少ししてから宿儺が持ってきた缶は初めて見るもので、それを持って俺の足元へ膝をつく。
「ハンドクリームか?」
「まぁな、身体にも使えるやつだが」
「ふうん?」
手の平に収まる缶の蓋が手慣れた様に開けられて、白いクリームが入っているのが見える。
何度か使っているのか掬った跡があって、緩やかにツノが立っているところを見るに柔らかいクリームなのだろう。
「恵、手を出せ」
「ん」
中指で少し多めに掬い取られたクリームが宿儺の手の平に移されて、大きな手で器用にクリームを溶かして伸ばす。
宿儺自ら塗ってくれるのだろう…
何度か手を捏ねる様に動かしたそこからふわりと嗅ぎ慣れた匂いがして、スンッと鼻を鳴らしてみる。
柔らかい白檀の匂い
深く息を吸えば肺に満たされるその匂いに心地よさを感じる。
「お前の匂いがする」
「そうだな、よく使うからな」
「良い匂いだな、好きな匂いだ」
「……、そうか」
宿儺にそっと右手を取られて広がる匂いに好きだと伝えれば少し驚いた様な表情の後でなんとも言えない様な顔をする。
なんだ、その表情…
チラリと盗み見た宿儺の顔に首を傾げながら手元へ視線を戻す。
俺の指よりも太くてがっしりとした手に包み込まれて指の腹がクリームを塗り広げる様に動き、時々手の筋肉を揉みほぐされる様に力が込められる。
何故だか少しだけ宿儺の呪力を感じる気がする…
「痛くはないか?」
「ん、気持ちいい」
俺を見上げてくる宿儺の言葉に頷けば、満足そうに目が細められ綺麗に揃えられた爪が俺の手の平を擽ってくる。
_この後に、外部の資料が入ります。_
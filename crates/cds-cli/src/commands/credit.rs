//! Credit command implementation.
//!
//! Bootstraps a credit curve from a term structure of par CDS quotes.

use anyhow::Result;
use clap::{Args, Subcommand};
use tabled::Tabled;

use cds_credit::{CdsQuote, CreditCurveBuilder};
use cds_curves::bootstrap::{build_discount_curve, ZeroCurveConventions};

use crate::cli::OutputFormat;
use crate::commands::{
    parse_dates, parse_spreads_bps, parse_zero_curve_instruments, resolve_calendar, today,
    validate_recovery,
};
use crate::output::print_header;

/// Arguments for the credit command.
#[derive(Args, Debug)]
pub struct CreditArgs {
    #[command(subcommand)]
    pub command: CreditCommand,
}

/// Credit subcommands.
#[derive(Subcommand, Debug)]
pub enum CreditCommand {
    /// Bootstrap a survival-probability curve from par CDS quotes
    Bootstrap(BootstrapArgs),
}

/// Arguments for bootstrapping a credit curve.
#[derive(Args, Debug)]
pub struct BootstrapArgs {
    /// Reference (valuation) date (YYYY-MM-DD). Defaults to today.
    #[arg(short, long)]
    pub reference_date: Option<String>,

    /// Quote maturity dates (comma-separated, YYYY-MM-DD)
    #[arg(short, long)]
    pub tenors: String,

    /// Par spreads in basis points (comma-separated, matching --tenors)
    #[arg(short = 's', long)]
    pub spreads: String,

    /// Recovery rate assumption, in [0, 1)
    #[arg(long, default_value = "0.40")]
    pub recovery: f64,

    /// Discount curve instrument list: comma-separated `LETTER:DATE:RATE`
    /// entries (see `curve build --instruments`) used to bootstrap the
    /// underlying discount curve.
    #[arg(long)]
    pub discount_instruments: String,

    /// Holiday calendar name used for both the discount curve spot date and
    /// the credit curve schedule generation.
    #[arg(long, default_value = "weekend")]
    pub calendar: String,
}

/// Executes the credit command.
pub fn execute(args: CreditArgs, format: OutputFormat) -> Result<()> {
    match args.command {
        CreditCommand::Bootstrap(bootstrap_args) => execute_bootstrap(bootstrap_args, format),
    }
}

fn execute_bootstrap(args: BootstrapArgs, format: OutputFormat) -> Result<()> {
    let reference_date = match &args.reference_date {
        Some(s) => crate::commands::parse_date(s).map_err(|e| anyhow::anyhow!("{}", e))?,
        None => today().map_err(|e| anyhow::anyhow!("{}", e))?,
    };

    let maturities = parse_dates(&args.tenors)?;
    let spreads = parse_spreads_bps(&args.spreads)?;
    if maturities.len() != spreads.len() {
        return Err(anyhow::anyhow!(
            "Number of tenors ({}) must match number of spreads ({})",
            maturities.len(),
            spreads.len()
        ));
    }
    let recovery = validate_recovery(args.recovery)?;

    let discount_instruments = parse_zero_curve_instruments(&args.discount_instruments)?;
    let calendar = resolve_calendar(&args.calendar)?;
    let discount_curve = build_discount_curve(
        reference_date,
        &discount_instruments,
        &calendar,
        ZeroCurveConventions::default(),
    )
    .map_err(|e| anyhow::anyhow!("{}", e))?;

    let mut builder = CreditCurveBuilder::new(
        reference_date,
        reference_date,
        reference_date,
        &discount_curve,
        &calendar,
        recovery,
    );
    for (maturity, spread) in maturities.iter().zip(spreads.iter()) {
        builder = builder.with_quote(CdsQuote::new(*maturity, *spread));
    }

    let curve = builder.build().map_err(|e| anyhow::anyhow!("{}", e))?;

    #[derive(Tabled, serde::Serialize)]
    struct Pillar {
        #[tabled(rename = "Tenor (Y)")]
        tenor: String,
        #[tabled(rename = "Survival Probability")]
        survival: String,
        #[tabled(rename = "Hazard Rate (bps)")]
        hazard: String,
    }

    let tenors = curve.inner().tenors();
    let values = curve.inner().values();
    let mut pillars = Vec::new();
    for i in 1..tenors.len() {
        let (t0, t1) = (tenors[i - 1], tenors[i]);
        let (s0, s1) = (values[i - 1], values[i]);
        let hazard = -(s1 / s0).ln() / (t1 - t0);
        pillars.push(Pillar {
            tenor: format!("{:.2}", t1),
            survival: format!("{:.6}", s1),
            hazard: format!("{:.2}", hazard * 10_000.0),
        });
    }

    match format {
        OutputFormat::Table => {
            print_header("Bootstrapped Credit Curve");
            println!("Reference Date: {}", reference_date);
            println!("Recovery Rate: {:.2}%", recovery * 100.0);
            println!();
            crate::output::print_output(&pillars, format)?;
        }
        OutputFormat::Json | OutputFormat::Csv | OutputFormat::Minimal => {
            crate::output::print_output(&pillars, format)?;
        }
    }

    Ok(())
}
予想していなかった手の平に走る擽ったさに思わず手が引ければ、小さく笑った宿儺の手が今度は指を包み込んでくる。
さっきまで本を読んでいたせいで少しだけ冷えている指へ宿儺の体温が移ってきてぽかぽかと暖かくなってくるのが分かって、宿儺の手が俺の指の一本一本を優しく包み込み根本から指先にかけてゆっくりと揉み込んでいく。
暫く続けていれば血行が良くなってきたのか、じんじんとした熱を手に感じ始める。
「反対の手を出せ」
気持ち良さに眠気を誘われながら右手は終わったのか、左手を出すように促される。
言われるがまま、左手を出せば左手も同様に手の平からゆっくりと揉み解しながらクリームが塗り広げられていく。
「…楽しいか?」
ふと、そう思った。
俺の部屋の床に膝をついて大きな身体を丸めて俺の手を両手で包み込む男…
特級の位を持ち、何事にも興味を示さない男のあまり動かない表情筋が緩んでいる様に見えたから。
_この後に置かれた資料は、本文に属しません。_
//! CDS command implementation.
//!
//! Prices a CDS, computes its par spread, and converts between running
//! spread and upfront points.

use anyhow::Result;
use clap::{Args, Subcommand};

use cds_core::calendars::{BusinessDayConvention, WeekendCalendar};
use cds_core::daycounts::DayCountConvention;
use cds_core::schedule::generate_schedule;
use cds_core::types::{Date, Frequency, StubMethod};
use cds_credit::conversion::ConversionConventions;
use cds_credit::{par_spread, price_cds, spread_to_upfront, upfront_to_spread, CdsQuote, CreditCurveBuilder};
use cds_curves::bootstrap::{build_discount_curve as bootstrap_discount_curve, ZeroCurveConventions};

use crate::cli::OutputFormat;
use crate::commands::{
    parse_date, parse_zero_curve_instruments, resolve_calendar, today, validate_recovery,
    validate_spread_bps,
};
use crate::output::{print_header, KeyValue};

/// Arguments for the cds command.
#[derive(Args, Debug)]
pub struct CdsArgs {
    #[command(subcommand)]
    pub command: CdsCommand,
}

/// CDS subcommands.
#[derive(Subcommand, Debug)]
pub enum CdsCommand {
    /// Price a CDS at a given running coupon
    Price(PriceArgs),

    /// Compute the break-even (par) running spread for a CDS
    ParSpread(ParSpreadArgs),

    /// Convert between a quoted running spread and upfront points
    Convert(ConvertArgs),
}

/// Shared deal parameters for pricing and par-spread commands.
#[derive(Args, Debug)]
pub struct DealArgs {
    /// Reference (valuation) date (YYYY-MM-DD). Defaults to today.
    #[arg(short, long)]
    pub reference_date: Option<String>,

    /// CDS maturity date (YYYY-MM-DD)
    #[arg(short, long)]
    pub maturity: String,

    /// Discount curve instrument list: comma-separated `LETTER:DATE:RATE`
    /// entries (see `curve build --instruments`)
    #[arg(long)]
    pub discount_instruments: String,

    /// Holiday calendar name
    #[arg(long, default_value = "weekend")]
    pub calendar: String,

    /// Par CDS quote maturities used to bootstrap the credit curve
    /// (comma-separated, YYYY-MM-DD)
    #[arg(long)]
    pub quote_tenors: String,

    /// Par CDS quote spreads, in basis points (comma-separated)
    #[arg(long)]
    pub quote_spreads: String,

    /// Recovery rate assumption, in [0, 1)
    #[arg(long, default_value = "0.40")]
    pub recovery: f64,

    /// Whether accrued premium is paid on default
    #[arg(long, default_value = "true")]
    pub pay_accrued_on_default: bool,
}

/// Arguments for pricing a CDS.
#[derive(Args, Debug)]
pub struct PriceArgs {
    #[command(flatten)]
    pub deal: DealArgs,

    /// Contractual running coupon, in basis points
    #[arg(short, long)]
    pub coupon: f64,
}

/// Arguments for computing a par spread.
#[derive(Args, Debug)]
pub struct ParSpreadArgs {
    #[command(flatten)]
    pub deal: DealArgs,
}

/// Arguments for converting between spread and upfront.
#[derive(Args, Debug)]
pub struct ConvertArgs {
    /// Reference (valuation) date (YYYY-MM-DD). Defaults to today.
    #[arg(short, long)]
    pub reference_date: Option<String>,

    /// CDS maturity date (YYYY-MM-DD)
    #[arg(short, long)]
    pub maturity: String,

    /// Contractual running coupon, in basis points
    #[arg(short, long)]
    pub coupon: f64,

    /// Quoted running spread, in basis points. Mutually exclusive with
    /// `--upfront`.
    #[arg(long)]
    pub spread: Option<f64>,

    /// Quoted upfront points, as a fraction of notional (e.g. `0.02` for
    /// 2 points). Mutually exclusive with `--spread`.
    #[arg(long)]
    pub upfront: Option<f64>,

    /// Discount curve instrument list: comma-separated `LETTER:DATE:RATE`
    /// entries (see `curve build --instruments`)
    #[arg(long)]
    pub discount_instruments: String,

    /// Holiday calendar name
    #[arg(long, default_value = "weekend")]
    pub calendar: String,

    /// Recovery rate assumption, in [0, 1)
    #[arg(long, default_value = "0.40")]
    pub recovery: f64,
}

/// Executes the cds command.
pub fn execute(args: CdsArgs, format: OutputFormat) -> Result<()> {
    match args.command {
        CdsCommand::Price(price_args) => execute_price(price_args, format),
        CdsCommand::ParSpread(par_spread_args) => execute_par_spread(par_spread_args, format),
        CdsCommand::Convert(convert_args) => execute_convert(convert_args, format),
    }
}

fn get_reference_date(date_str: &Option<String>) -> Result<Date> {
    match date_str {
        Some(s) => parse_date(s).map_err(|e| anyhow::anyhow!("{}", e)),
        None => today().map_err(|e| anyhow::anyhow!("{}", e)),
    }
}

fn build_discount_curve(
    reference_date: Date,
    instruments_str: &str,
    calendar: &WeekendCalendar,
) -> Result<cds_curves::curves::DiscountCurve> {
    let instruments = parse_zero_curve_instruments(instruments_str)?;
    bootstrap_discount_curve(
        reference_date,
        &instruments,
        calendar,
        ZeroCurveConventions::default(),
    )
    .map_err(|e| anyhow::anyhow!("{}", e))
}

fn bootstrap_credit_curve<'a>(
    deal: &DealArgs,
    reference_date: Date,
    discount_curve: &'a cds_curves::curves::DiscountCurve,
    calendar: &'a WeekendCalendar,
) -> Result<cds_curves::wrappers::CreditCurve<cds_curves::curves::DiscreteCurve>> {
    let maturities = crate::commands::parse_dates(&deal.quote_tenors)?;
    let spreads = crate::commands::parse_spreads_bps(&deal.quote_spreads)?;
    if maturities.len() != spreads.len() {
        return Err(anyhow::anyhow!(
            "Number of quote tenors ({}) must match number of quote spreads ({})",
            maturities.len(),
            spreads.len()
        ));
    }
    let recovery = validate_recovery(deal.recovery)?;

    let mut builder = CreditCurveBuilder::new(
        reference_date,
        reference_date,
        reference_date,
        discount_curve,
        calendar,
        recovery,
    )
    .pay_accrued_on_default(deal.pay_accrued_on_default);
    for (maturity, spread) in maturities.iter().zip(spreads.iter()) {
        builder = builder.with_quote(CdsQuote::new(*maturity, *spread));
    }

    builder.build().map_err(|e| anyhow::anyhow!("{}", e))
}

fn execute_price(args: PriceArgs, format: OutputFormat) -> Result<()> {
    let deal = &args.deal;
    let reference_date = get_reference_date(&deal.reference_date)?;
    let maturity = parse_date(&deal.maturity).map_err(|e| anyhow::anyhow!("{}", e))?;
    let coupon = validate_spread_bps(args.coupon)? / 10_000.0;

    let calendar = resolve_calendar(&deal.calendar)?;
    let discount_curve = build_discount_curve(reference_date, &deal.discount_instruments, &calendar)?;
    let credit_curve = bootstrap_credit_curve(deal, reference_date, &discount_curve, &calendar)?;

    let dcc = DayCountConvention::Act360.to_day_count();
    let schedule = generate_schedule(
        reference_date,
        maturity,
        Frequency::Quarterly,
        StubMethod::ShortBack,
        &calendar,
        BusinessDayConvention::ModifiedFollowing,
        dcc.as_ref(),
    )
    .map_err(|e| anyhow::anyhow!("{}", e))?;

    let result = price_cds(
        coupon,
        reference_date,
        reference_date,
        &schedule,
        &discount_curve,
        &credit_curve,
        dcc.as_ref(),
        deal.pay_accrued_on_default,
    )
    .map_err(|e| anyhow::anyhow!("{}", e))?;

    let rows = vec![
        KeyValue::from_f64("Protection Leg PV", result.protection_pv, 8),
        KeyValue::from_f64("Premium Leg PV", result.premium_pv, 8),
        KeyValue::from_f64("Dirty Price", result.dirty_price, 8),
        KeyValue::from_f64("Accrued", result.accrued, 8),
        KeyValue::from_f64("Clean Price", result.clean_price, 8),
        KeyValue::from_bps("Par Spread", result.par_spread),
    ];

    output_rows(&rows, "CDS Price", format)
}

fn execute_par_spread(args: ParSpreadArgs, format: OutputFormat) -> Result<()> {
    let deal = &args.deal;
    let reference_date = get_reference_date(&deal.reference_date)?;
    let maturity = parse_date(&deal.maturity).map_err(|e| anyhow::anyhow!("{}", e))?;

    let calendar = resolve_calendar(&deal.calendar)?;
    let discount_curve = build_discount_curve(reference_date, &deal.discount_instruments, &calendar)?;
    let credit_curve = bootstrap_credit_curve(deal, reference_date, &discount_curve, &calendar)?;

    let dcc = DayCountConvention::Act360.to_day_count();
    let schedule = generate_schedule(
        reference_date,
        maturity,
        Frequency::Quarterly,
        StubMethod::ShortBack,
        &calendar,
        BusinessDayConvention::ModifiedFollowing,
        dcc.as_ref(),
    )
    .map_err(|e| anyhow::anyhow!("{}", e))?;

    let spread = par_spread(
        reference_date,
        reference_date,
        maturity,
        &schedule,
        &discount_curve,
        &credit_curve,
        deal.pay_accrued_on_default,
    )
    .map_err(|e| anyhow::anyhow!("{}", e))?;

    let rows = vec![KeyValue::from_bps("Par Spread", spread)];
    output_rows(&rows, "Par Spread", format)
}

fn execute_convert(args: ConvertArgs, format: OutputFormat) -> Result<()> {
    let reference_date = get_reference_date(&args.reference_date)?;
    let maturity = parse_date(&args.maturity).map_err(|e| anyhow::anyhow!("{}", e))?;
    let coupon = validate_spread_bps(args.coupon)? / 10_000.0;
    let recovery = validate_recovery(args.recovery)?;

    let calendar = resolve_calendar(&args.calendar)?;
    let discount_curve = build_discount_curve(reference_date, &args.discount_instruments, &calendar)?;
    let conventions = ConversionConventions::default();

    let result = match (args.spread, args.upfront) {
        (Some(spread_bps), None) => {
            let spread = validate_spread_bps(spread_bps)? / 10_000.0;
            spread_to_upfront(
                coupon,
                spread,
                reference_date,
                reference_date,
                reference_date,
                maturity,
                &discount_curve,
                recovery,
                &calendar,
                conventions,
            )
            .map_err(|e| anyhow::anyhow!("{}", e))?
        }
        (None, Some(upfront)) => upfront_to_spread(
            coupon,
            upfront,
            reference_date,
            reference_date,
            reference_date,
            maturity,
            &discount_curve,
            recovery,
            &calendar,
            conventions,
        )
        .map_err(|e| anyhow::anyhow!("{}", e))?,
        _ => {
            return Err(anyhow::anyhow!(
                "Exactly one of --spread or --upfront must be provided"
            ))
        }
    };

    let rows = vec![
        KeyValue::from_f64("Upfront (points)", result.upfront, 6),
        KeyValue::from_bps("Par Spread", result.par_spread),
        KeyValue::from_bps("Flat Hazard Rate", result.flat_hazard_rate),
        KeyValue::from_f64("Clean Price", result.clean_price, 6),
        KeyValue::from_f64("Accrued", result.accrued, 6),
    ];

    output_rows(&rows, "Spread/Upfront Conversion", format)
}

fn output_rows(rows: &[KeyValue], title: &str, format: OutputFormat) -> Result<()> {
    match format {
        OutputFormat::Table => {
            print_header(title);
            crate::output::print_output(rows, format)?;
        }
        OutputFormat::Json => {
            let output: std::collections::HashMap<String, String> = rows
                .iter()
                .map(|r| (r.key.clone(), r.value.clone()))
                .collect();
            println!("{}", serde_json::to_string_pretty(&output)?);
        }
        OutputFormat::Csv | OutputFormat::Minimal => {
            crate::output::print_output(rows, format)?;
        }
    }
    Ok(())
}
真剣な目をしながら人の手のケアをするのも珍しくて、つい声に出して聞いていた。
俺の問いかけに手を揉み込む動作を止めて俺をじっと見上げてくる宿儺の瞳にどきりとする。
宿儺の瞳をまじまじと見たことは今まで無くて、濃い紅色に思わず見入ってしまう。
俺が持たない色は凄く綺麗で暖かい色をしていた…。
「ああ…何よりもな」
「?そうか」
何を考えているのか分からない瞳がスッと細まったかと思えば柔らかく笑いながら呟いた宿儺に今度は心臓がきゅんと締まった気がした。
見たことのない表情に目を丸めていれば止まっていた宿儺の手がまた動き始める。
「お前の戦闘スタイルを鑑みるに手には気を付けているのだろう…何かあれば俺の所に来い。」
あの女のところに行くよりは気を遣わなくて楽だろう。と付け足された言葉にはなんとも言えなかったけれど宿儺がそれで良いと言うのならと頷く。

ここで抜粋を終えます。